Martha Nell Smith of the University of Maryland and the founder of the Maryland Institute for Technology in the Humanities then shook up the room with her challenging talk, “Enclaves: Perils and Possibilities.” Despite being a promoter of the digital humanities, Smith thought it was important for those in the field to be self-critical. She worried that, as Cass Sunstein pointed out in Republic.com, we might be talking too much amongst ourselves, without competing perspectives. We’ve gotten too swept up with what our technology can do, rather than what the humanities can do. And we need to let critical thought, such as feminist analysis, unsettle the way that the digital humanities has been proceeding. Smith’s talk unsurprisingly touched off a vibrant discussion; thanks to my followers on Twitter for sending me additional comments that I could feed into that discussion. To be honest, I think that much of what Smith was looking for in the digital humanities—e.g., the importance of bringing together divergent views and democratizing the process of authoring and editing a text—has already been factored in, or certainly been factored in far more than in the analog world. After all, this is the medium that gave us Wikipedia. But Smith’s overall point is well-taken; any new field must engage in serious self-criticism. Frankly, this has been an often unmentioned problem with the digital humanities.

David Jaffee of the Bard Graduate Center wrapped up the proceedings with his talk on “Thinking Visually with Historians: The Challenge of New Media for History.” He noted that we tend to forget that visual materials were used in the classroom even before the digital age. The digital age has accelerated the use of such material, but we still haven’t really thought about effective ways to turn the visual into understanding, regardless of the technology.

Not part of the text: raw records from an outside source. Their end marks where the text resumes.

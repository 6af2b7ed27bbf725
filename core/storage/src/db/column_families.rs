// arbor/core/storage/src/db/column_families.rs

use arbor_sync::TreeId;

/// Verified nodes, keyed by content hash
pub const CF_NODES: &str = "nodes";

/// Root records, one row per committed generation plus a latest pointer
pub const CF_ROOTS: &str = "roots";

pub const ALL_COLUMN_FAMILIES: &[&str] = &[CF_NODES, CF_ROOTS];

/// Key for one committed generation of a tree: tree_id || be64(generation)
pub fn root_key(tree_id: &TreeId, generation: u64) -> Vec<u8> {
    let mut key = Vec::with_capacity(40);
    key.extend_from_slice(tree_id.as_bytes());
    key.extend_from_slice(&generation.to_be_bytes());
    key
}

/// Key for the latest-generation pointer of a tree: tree_id || "latest"
pub fn latest_root_key(tree_id: &TreeId) -> Vec<u8> {
    let mut key = Vec::with_capacity(38);
    key.extend_from_slice(tree_id.as_bytes());
    key.extend_from_slice(b"latest");
    key
}
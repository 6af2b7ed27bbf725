// arbor/client/src/config.rs

use anyhow::{Context, Result};
use arbor_sync::DEFAULT_MAX_TREE_HEIGHT;
use serde::{Deserialize, Serialize};
use std::path::{Path, PathBuf};

/// Client configuration
#[derive(Debug, Clone, Serialize, Deserialize)]
pub struct ClientConfig {
    /// Base URL of the tree server
    #[serde(default = "default_server_url")]
    pub server_url: String,

    /// Directory for the local RocksDB store
    #[serde(default = "default_db_path")]
    pub db_path: PathBuf,

    /// Deepest tree accepted before the stream is treated as malformed
    #[serde(default = "default_max_tree_height")]
    pub max_tree_height: usize,

    /// Per-request timeout in seconds
    #[serde(default = "default_request_timeout_secs")]
    pub request_timeout_secs: u64,
}

fn default_server_url() -> String {
    "http://127.0.0.1:8080".to_string()
}

fn default_db_path() -> PathBuf {
    PathBuf::from("./arbor-data")
}

fn default_max_tree_height() -> usize {
    DEFAULT_MAX_TREE_HEIGHT
}

fn default_request_timeout_secs() -> u64 {
    30
}

impl Default for ClientConfig {
    fn default() -> Self {
        Self {
            server_url: default_server_url(),
            db_path: default_db_path(),
            max_tree_height: default_max_tree_height(),
            request_timeout_secs: default_request_timeout_secs(),
        }
    }
}

impl ClientConfig {
    /// Load configuration from a TOML file
    pub fn load(path: &Path) -> Result<Self> {
        let contents = std::fs::read_to_string(path)
            .with_context(|| format!("failed to read config file {}", path.display()))?;
        let config: Self = toml::from_str(&contents)
            .with_context(|| format!("failed to parse config file {}", path.display()))?;
        config.validate()?;
        Ok(config)
    }

    pub fn validate(&self) -> Result<()> {
        if self.server_url.is_empty() {
            anyhow::bail!("server_url must not be empty");
        }
        if self.max_tree_height == 0 {
            anyhow::bail!("max_tree_height must be at least 1");
        }
        if self.request_timeout_secs == 0 {
            anyhow::bail!("request_timeout_secs must be at least 1");
        }
        Ok(())
    }
}
// arbor/core/storage/src/lib.rs

pub mod db;
pub mod node_store;

pub use db::RocksDB;
pub use node_store::NodeStore;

Jaffee argued that we need to think in terms of learning modules rather than slides—i.e., we can’t just put visual material out there and think that students will comprehend what to do with it. He then showed some terrific projects he’s worked on, including the forthcoming Picturing U.S. History.

Comments

Lisa A. Carmichael says:

Smith’s talk – sounds like a great discussion and I’m sorry I missed out on it.

Love the “Picturing U.S. History” web project and only wish I’d thought of it! I’ll be keeping an eye on it to see how it develops. I did send Professor Jaffee two suggestions…I suggested it might be interesting to include a “Lessons in Looking” segment about presidential portraiture, painted and photographic, as a way to explore perceptions/expectations of leadership, and, I said that it would be cool to have a tooltip rollover that would ID the images on the homepage.